On Fri, 2 Oct 2020 at 15:12, Heinrich Schuchardt xypron.glpk@gmx.de wrote:
...
Please read
https://u-boot.readthedocs.io/en/latest/uefi/uefi.html#launching-a-uefi-bina...
Up to now the signed fit image can provide the UEFI binary and the FDT.
We could easily and probably should extend U-Boot to provide the RAM disk loaded as part of a fit image via the EFI_LOAD_FILE2_PROTOCOL for consumption by Linux.
@Ard: Is there any documentation for the usage of the EFI_LOAD_FILE2_PROTOCOL by Linux? I could not find anything in https://www.kernel.org/doc/html/latest/search.html. We should document how the RAM disk is passed to the EFI stub and how it is communicated to the main Linux.

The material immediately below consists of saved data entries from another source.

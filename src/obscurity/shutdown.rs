use tokio::signal;
use tracing::{error, info};

/// Resolve on Ctrl-C or SIGTERM.
pub async fn shutdown_signal() {
    let ctrl_c = async {
        if let Err(err) = signal::ctrl_c().await {
            error!("Failed to install Ctrl+C handler: {err}");
            std::future::pending::<()>().await;
        }
    };

    #[cfg(unix)]
    let terminate = async {
        match signal::unix::signal(signal::unix::SignalKind::terminate()) {
            Ok(mut sigterm) => {
                sigterm.recv().await;
            }
            Err(err) => {
                error!("Failed to install SIGTERM handler: {err}");
                std::future::pending::<()>().await;
            }
        }
    };

    #[cfg(not(unix))]
    let terminate = std::future::pending::<()>();

    tokio::select! {
        () = ctrl_c => info!("Received Ctrl+C, shutting down"),
        () = terminate => info!("Received SIGTERM, shutting down"),
    }
}
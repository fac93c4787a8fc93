//! Eligibility-condition extraction from unstructured trial text.
//!
//! Two-stage design: a single regex pass over the inclusion text handles the
//! common well-formed case ("platelets >= 100,000/ul"); whenever that pass
//! cannot account for all three tracked cell types, the full original text
//! is handed to the entity-detection service instead. The fallback is
//! authoritative over the whole text, not just the unmatched remainder.

use std::collections::HashMap;
use std::sync::Arc;

use regex::Regex;

use crate::models::{CellType, ComparisonOp, EligibilityCondition};
use crate::services::detection::DETECTION_PAYLOAD_LIMIT;
use crate::services::EntityDetector;

pub struct EligibilityExtractor<D: EntityDetector> {
    detector: Arc<D>,
    criteria_pattern: Regex,
}

impl<D: EntityDetector> EligibilityExtractor<D> {
    pub fn new(detector: Arc<D>) -> Self {
        // Text is lowercased before matching, so no (?i) needed.
        let criteria_pattern = Regex::new(
            r"\[?(hemoglobin|platelets|leukocytes)\]?\s?([><]=?|=)\s?(\d[\d,]*\.?\d*)\s?([\w^/%]+(?:\s?[\w^/%]+)?)?",
        )
        .unwrap();

        Self {
            detector,
            criteria_pattern,
        }
    }

    /// Extract one condition per tracked cell type from a trial's inclusion
    /// text entries. Empty map means no criteria were found (default pass).
    pub async fn extract(&self, entries: &[String]) -> HashMap<CellType, EligibilityCondition> {
        let survivors: Vec<String> = entries
            .iter()
            .map(|e| normalize_entry(e))
            .filter(|e| CellType::ALL.iter().any(|c| e.contains(c.as_str())))
            .collect();
        let joined = survivors.join(" ");
        if joined.is_empty() {
            return HashMap::new();
        }

        let mut conditions = HashMap::new();
        for caps in self.criteria_pattern.captures_iter(&joined) {
            let Some(cell_type) = CellType::parse(&caps[1]) else {
                continue;
            };
            let raw_text = caps[0].to_string();
            let operator = match &caps[2] {
                ">" => Some(ComparisonOp::Gt),
                ">=" => Some(ComparisonOp::Ge),
                "<" => Some(ComparisonOp::Lt),
                "<=" => Some(ComparisonOp::Le),
                "=" => Some(ComparisonOp::Eq),
                _ => None,
            };
            let threshold: Option<f64> = caps[3].replace(',', "").parse().ok();
            let unit_text = caps.get(4).map(|m| m.as_str().to_string());

            let condition = match (operator, threshold) {
                (Some(op), Some(t)) => {
                    EligibilityCondition::parsed(cell_type, raw_text, op, t, unit_text)
                }
                _ => EligibilityCondition::unparsed(cell_type, raw_text),
            };
            conditions.insert(cell_type, condition);
        }

        // Fast path only when every tracked marker was matched unambiguously.
        if conditions.len() == CellType::ALL.len() {
            tracing::debug!(count = conditions.len(), "Regex pass complete, skipping fallback");
            return conditions;
        }

        self.detect_conditions(entries).await
    }

    /// Detection fallback over the complete original text, chunked under the
    /// service payload ceiling. A failed chunk is logged and skipped.
    async fn detect_conditions(
        &self,
        entries: &[String],
    ) -> HashMap<CellType, EligibilityCondition> {
        let mut conditions = HashMap::new();

        for chunk in chunk_for_detection(entries, DETECTION_PAYLOAD_LIMIT) {
            let entities = match self.detector.detect_entities(&chunk).await {
                Ok(entities) => entities,
                Err(e) => {
                    tracing::warn!(error = %e, "Entity detection failed for chunk, skipping");
                    continue;
                }
            };

            for entity in entities {
                let Some(cell_type) = CellType::parse(&entity.text) else {
                    continue;
                };
                // Only entities with a qualifier attribute carry a usable
                // constraint fragment.
                let Some(attribute) = entity.attributes.first() else {
                    continue;
                };
                conditions.insert(
                    cell_type,
                    EligibilityCondition::unparsed(
                        cell_type,
                        format!("{}{}", entity.text, attribute.text),
                    ),
                );
            }
        }

        conditions
    }
}

fn normalize_entry(entry: &str) -> String {
    entry.replace("\r\n", " ").to_lowercase()
}

/// Batch text entries into detection payloads of at most `limit` characters.
///
/// Entries accumulate into one buffer until the next would overflow it; a
/// single entry longer than the limit is split at character boundaries.
/// Commas are stripped so thresholds survive the detection round trip.
pub fn chunk_for_detection(entries: &[String], limit: usize) -> Vec<String> {
    let mut chunks = Vec::new();
    let mut buffer = String::new();
    let mut buffer_chars = 0usize;

    for entry in entries {
        let text = normalize_entry(entry).replace(',', "");
        let text_chars = text.chars().count();

        if text_chars > limit {
            chunks.extend(split_oversized(&text, limit));
        } else if buffer_chars + text_chars > limit {
            chunks.push(std::mem::take(&mut buffer));
            buffer_chars = text_chars;
            buffer = text;
        } else {
            buffer_chars += text_chars;
            buffer.push_str(&text);
        }
    }

    if !buffer.is_empty() {
        chunks.push(buffer);
    }
    chunks
}

fn split_oversized(text: &str, limit: usize) -> Vec<String> {
    let chars: Vec<char> = text.chars().collect();
    chars
        .chunks(limit)
        .map(|piece| piece.iter().collect())
        .collect()
}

To my understanding this is how it works:
If the the kernel command line contains "noinitrd", no RAM disk is loaded by the EFI stub.
If the parameter is not passed the initial RAM disk is searched in the following sequence:
- EFI_LOAD_FILE2_PROTOCOL
- file path indicated by initrd= command line argument.

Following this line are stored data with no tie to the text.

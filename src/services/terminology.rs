use std::future::Future;

use serde::Deserialize;

use super::{classify_request_error, ServiceError};

/// Vocabulary crosswalk service: maps a source-vocabulary code to candidate
/// NCI Thesaurus concepts.
pub trait TerminologyService: Send + Sync {
    /// Obtain one short-lived session ticket. The resolver fetches this once
    /// per batch and shares it read-only across all crosswalk requests.
    fn service_ticket(&self) -> impl Future<Output = Result<String, ServiceError>> + Send;

    /// All crosswalk candidates for `code` in `codeset`, in service order.
    fn crosswalk(
        &self,
        codeset: &str,
        code: &str,
        ticket: &str,
    ) -> impl Future<Output = Result<Vec<CrosswalkCandidate>, ServiceError>> + Send;
}

/// One candidate concept from a crosswalk response.
#[derive(Debug, Clone, PartialEq, Eq, Deserialize)]
pub struct CrosswalkCandidate {
    /// Concept identifier (`ui` on the wire).
    #[serde(rename = "ui")]
    pub concept_id: String,
    #[serde(rename = "name")]
    pub description: String,
}

/// Response body for a crosswalk lookup.
#[derive(Deserialize)]
struct CrosswalkResponse {
    result: Vec<CrosswalkCandidate>,
}

/// UMLS terminology client.
///
/// Crosswalk lookups are `GET {base}/{codeset}/{code}?targetSource=NCI&ticket=T`;
/// tickets come from a POST to the auth endpoint with the API key.
pub struct UmlsClient {
    base_url: String,
    auth_url: String,
    api_key: String,
    client: reqwest::Client,
    timeout_secs: u64,
}

impl UmlsClient {
    pub fn new(base_url: &str, auth_url: &str, api_key: &str, timeout_secs: u64) -> Self {
        let client = reqwest::Client::builder()
            .timeout(std::time::Duration::from_secs(timeout_secs))
            .build()
            .expect("Failed to create HTTP client");

        Self {
            base_url: base_url.trim_end_matches('/').to_string(),
            auth_url: auth_url.to_string(),
            api_key: api_key.to_string(),
            client,
            timeout_secs,
        }
    }

    pub fn default_endpoint(api_key: &str) -> Self {
        Self::new(
            crate::config::DEFAULT_UMLS_CROSSWALK_URL,
            crate::config::DEFAULT_UMLS_AUTH_URL,
            api_key,
            crate::config::DEFAULT_REQUEST_TIMEOUT_SECS,
        )
    }
}

impl TerminologyService for UmlsClient {
    async fn service_ticket(&self) -> Result<String, ServiceError> {
        let response = self
            .client
            .post(&self.auth_url)
            .form(&[("apikey", self.api_key.as_str())])
            .send()
            .await
            .map_err(|e| classify_request_error(e, &self.auth_url, self.timeout_secs))?;

        let status = response.status();
        if !status.is_success() {
            let body = response.text().await.unwrap_or_default();
            return Err(ServiceError::Http {
                status: status.as_u16(),
                body,
            });
        }

        response
            .text()
            .await
            .map(|t| t.trim().to_string())
            .map_err(|e| ServiceError::ResponseParsing(e.to_string()))
    }

    async fn crosswalk(
        &self,
        codeset: &str,
        code: &str,
        ticket: &str,
    ) -> Result<Vec<CrosswalkCandidate>, ServiceError> {
        let url = format!("{}/{}/{}", self.base_url, codeset, code);

        let response = self
            .client
            .get(&url)
            .query(&[("targetSource", "NCI"), ("ticket", ticket)])
            .send()
            .await
            .map_err(|e| classify_request_error(e, &self.base_url, self.timeout_secs))?;

        let status = response.status();
        if !status.is_success() {
            let body = response.text().await.unwrap_or_default();
            return Err(ServiceError::Http {
                status: status.as_u16(),
                body,
            });
        }

        let parsed: CrosswalkResponse = response
            .json()
            .await
            .map_err(|e| ServiceError::ResponseParsing(e.to_string()))?;

        Ok(parsed.result)
    }
}

/// Mock terminology service for tests — canned candidates per source code.
pub struct MockTerminologyService {
    ticket: String,
    candidates: std::collections::HashMap<String, Vec<CrosswalkCandidate>>,
    failing_codes: std::collections::HashSet<String>,
}

impl MockTerminologyService {
    pub fn new() -> Self {
        Self {
            ticket: "ST-mock".into(),
            candidates: Default::default(),
            failing_codes: Default::default(),
        }
    }

    pub fn with_candidates(mut self, code: &str, candidates: Vec<CrosswalkCandidate>) -> Self {
        self.candidates.insert(code.to_string(), candidates);
        self
    }

    /// Make lookups for `code` fail with a connection error.
    pub fn with_failing_code(mut self, code: &str) -> Self {
        self.failing_codes.insert(code.to_string());
        self
    }
}

impl Default for MockTerminologyService {
    fn default() -> Self {
        Self::new()
    }
}

impl TerminologyService for MockTerminologyService {
    async fn service_ticket(&self) -> Result<String, ServiceError> {
        Ok(self.ticket.clone())
    }

    async fn crosswalk(
        &self,
        _codeset: &str,
        code: &str,
        _ticket: &str,
    ) -> Result<Vec<CrosswalkCandidate>, ServiceError> {
        if self.failing_codes.contains(code) {
            return Err(ServiceError::Connection("mock terminology".into()));
        }
        Ok(self.candidates.get(code).cloned().unwrap_or_default())
    }
}

#[cfg(test)]
mod tests {
    use super::*;

    #[test]
    fn umls_client_trims_trailing_slash() {
        let client = UmlsClient::new(
            "https://uts-ws.nlm.nih.gov/rest/crosswalk/current/source/",
            "https://utslogin.nlm.nih.gov/cas/v1/api-key",
            "key",
            30,
        );
        assert!(!client.base_url.ends_with('/'));
        assert_eq!(client.timeout_secs, 30);
    }

    #[test]
    fn crosswalk_response_parses_wire_shape() {
        let body = r#"{"result": [
            {"ui": "TCGA", "name": "Cancer Genome Atlas term"},
            {"ui": "C3242", "name": "Multiple Myeloma"}
        ]}"#;
        let parsed: CrosswalkResponse = serde_json::from_str(body).unwrap();
        assert_eq!(parsed.result.len(), 2);
        assert_eq!(parsed.result[1].concept_id, "C3242");
        assert_eq!(parsed.result[1].description, "Multiple Myeloma");
    }

    #[tokio::test]
    async fn mock_returns_canned_candidates() {
        let mock = MockTerminologyService::new().with_candidates(
            "203.00",
            vec![CrosswalkCandidate {
                concept_id: "C3242".into(),
                description: "Multiple Myeloma".into(),
            }],
        );
        let ticket = mock.service_ticket().await.unwrap();
        let candidates = mock.crosswalk("ICD9CM", "203.00", &ticket).await.unwrap();
        assert_eq!(candidates.len(), 1);
    }

    #[tokio::test]
    async fn mock_failing_code_errors() {
        let mock = MockTerminologyService::new().with_failing_code("999");
        let result = mock.crosswalk("ICD9CM", "999", "ST-mock").await;
        assert!(matches!(result, Err(ServiceError::Connection(_))));
    }
}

After successfully loading a RAM disk the Linux EFI stub sets the device tree properties "linux,initrd-start" and "linux,initrd-end" in the "/chosen" node to indicated the location of the RAM disk.

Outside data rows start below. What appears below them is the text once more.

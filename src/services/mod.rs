//! HTTP collaborators the matching pipeline depends on.
//!
//! Each external service is a trait with one reqwest-backed implementation
//! and one mock for tests:
//! - `TerminologyService` — vocabulary crosswalk (source code → NCIt concept)
//! - `TrialRegistry` — paginated clinical-trials corpus search
//! - `EntityDetector` — medical entity detection over free text
//!
//! All clients carry a fixed per-request timeout so a hung request surfaces
//! as `ServiceError::Timeout` instead of stalling its whole fan-out batch.

pub mod detection;
pub mod registry;
pub mod terminology;

use thiserror::Error;

pub use detection::{DetectedEntity, EntityAttribute, EntityDetector, HttpEntityDetector};
pub use registry::{NciRegistryClient, TrialRegistry, TrialSearch, TrialsPage};
pub use terminology::{CrosswalkCandidate, TerminologyService, UmlsClient};

#[derive(Error, Debug)]
pub enum ServiceError {
    #[error("Cannot connect to {0}")]
    Connection(String),

    #[error("Request timed out after {0}s")]
    Timeout(u64),

    #[error("Service returned HTTP {status}: {body}")]
    Http { status: u16, body: String },

    #[error("Response parsing error: {0}")]
    ResponseParsing(String),

    #[error("HTTP client error: {0}")]
    HttpClient(String),
}

/// Classify a reqwest failure into the variants callers degrade on.
pub(crate) fn classify_request_error(
    err: reqwest::Error,
    base_url: &str,
    timeout_secs: u64,
) -> ServiceError {
    if err.is_connect() {
        ServiceError::Connection(base_url.to_string())
    } else if err.is_timeout() {
        ServiceError::Timeout(timeout_secs)
    } else {
        ServiceError::HttpClient(err.to_string())
    }
}

#[cfg(test)]
mod tests {
    use super::*;

    #[test]
    fn timeout_error_is_distinguishable() {
        let err = ServiceError::Timeout(30);
        assert!(matches!(err, ServiceError::Timeout(30)));
        assert_eq!(err.to_string(), "Request timed out after 30s");
    }

    #[test]
    fn http_error_carries_status_and_body() {
        let err = ServiceError::Http {
            status: 503,
            body: "unavailable".into(),
        };
        assert!(err.to_string().contains("503"));
        assert!(err.to_string().contains("unavailable"));
    }
}
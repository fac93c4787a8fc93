use std::collections::BTreeSet;

use serde::{Deserialize, Serialize};

use super::lab::CellType;

/// Comparison operator extracted from an eligibility threshold.
#[derive(Debug, Clone, Copy, PartialEq, Eq, Serialize, Deserialize)]
pub enum ComparisonOp {
    #[serde(rename = ">")]
    Gt,
    #[serde(rename = ">=")]
    Ge,
    #[serde(rename = "<")]
    Lt,
    #[serde(rename = "<=")]
    Le,
    #[serde(rename = "=")]
    Eq,
}

impl ComparisonOp {
    pub fn as_str(&self) -> &'static str {
        match self {
            ComparisonOp::Gt => ">",
            ComparisonOp::Ge => ">=",
            ComparisonOp::Lt => "<",
            ComparisonOp::Le => "<=",
            ComparisonOp::Eq => "=",
        }
    }

    /// Typed comparison of a lab value against a threshold.
    pub fn holds(&self, lab_value: f64, threshold: f64) -> bool {
        match self {
            ComparisonOp::Gt => lab_value > threshold,
            ComparisonOp::Ge => lab_value >= threshold,
            ComparisonOp::Lt => lab_value < threshold,
            ComparisonOp::Le => lab_value <= threshold,
            ComparisonOp::Eq => lab_value == threshold,
        }
    }
}

/// One eligibility criterion extracted from trial text.
///
/// A condition is "complete" when both operator and threshold were parsed.
/// Fallback extraction yields unparsed conditions that carry only the cell
/// type and the free text the detection service returned.
#[derive(Debug, Clone, Serialize, Deserialize)]
pub struct EligibilityCondition {
    pub cell_type: CellType,
    pub raw_text: String,
    pub operator: Option<ComparisonOp>,
    pub threshold: Option<f64>,
    pub unit_text: Option<String>,
}

impl EligibilityCondition {
    pub fn parsed(
        cell_type: CellType,
        raw_text: impl Into<String>,
        operator: ComparisonOp,
        threshold: f64,
        unit_text: Option<String>,
    ) -> Self {
        Self {
            cell_type,
            raw_text: raw_text.into(),
            operator: Some(operator),
            threshold: Some(threshold),
            unit_text,
        }
    }

    pub fn unparsed(cell_type: CellType, raw_text: impl Into<String>) -> Self {
        Self {
            cell_type,
            raw_text: raw_text.into(),
            operator: None,
            threshold: None,
            unit_text: None,
        }
    }

    pub fn is_complete(&self) -> bool {
        self.operator.is_some() && self.threshold.is_some()
    }
}

/// Outcome of evaluating one condition against the patient's labs.
#[derive(Debug, Clone, Serialize, Deserialize)]
pub struct ConditionDecision {
    pub condition: EligibilityCondition,
    pub passed: bool,
}

/// One trial from the registry corpus.
///
/// `ncit_codes` holds the intersection of the requested disease codes with
/// the codes the registry reported for the trial. `inclusion_criteria` are
/// the raw unstructured inclusion text entries; conditions and decisions are
/// attached during filtering.
#[derive(Debug, Clone, Serialize, Deserialize)]
pub struct Trial {
    pub id: String,
    pub ncit_codes: BTreeSet<String>,
    pub inclusion_criteria: Vec<String>,
    #[serde(default)]
    pub conditions: Vec<EligibilityCondition>,
    #[serde(default)]
    pub decisions: Vec<ConditionDecision>,
}

impl Trial {
    pub fn new(id: impl Into<String>, ncit_codes: BTreeSet<String>) -> Self {
        Self {
            id: id.into(),
            ncit_codes,
            inclusion_criteria: Vec::new(),
            conditions: Vec::new(),
            decisions: Vec::new(),
        }
    }
}

/// Trials grouped under one disease code, ready for serialization.
#[derive(Debug, Clone, Serialize, Deserialize)]
pub struct CodePartition {
    pub ncit_code: String,
    pub trials: Vec<Trial>,
}

/// The two partitions the matcher produces: trials whose thresholds the
/// patient satisfies, and trials excluded by at least one failed condition.
#[derive(Debug, Clone, Default, Serialize, Deserialize)]
pub struct MatchOutcome {
    pub filtered: Vec<CodePartition>,
    pub excluded: Vec<CodePartition>,
}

If the EFI stub is called without a device-tree, an empty device tree is created for adding these properties. So on boards with ACPI the initrd address is passed via the device-tree too.
GRUB uses the same DT properties to pass a RAM disk (function linux_prepare_fdt()). So the RAM disk position passed by GRUB is only a fallback replaced by the kernel EFI stub when loading an image via the EFI_LOAD_FILE2_PROTOCOL or the initrd= parameter.
Indeed.
The need to modify the DT to pass parameters to the incoming kernel is problematic, because it interferes with the OS's ability to authenticate it (assuming we ever get to that point).
What we attempted with these changes is to have a cleaner separation between a) h/w description b) data provided by the boot environment.
in a way that enables authentication and attestation in a arch-agnostic manner.
Note that initrd= is problematic because it only supports loading the initrd from the same block device that the kernel image itself was loaded from, which may be overly restrictive in some cases.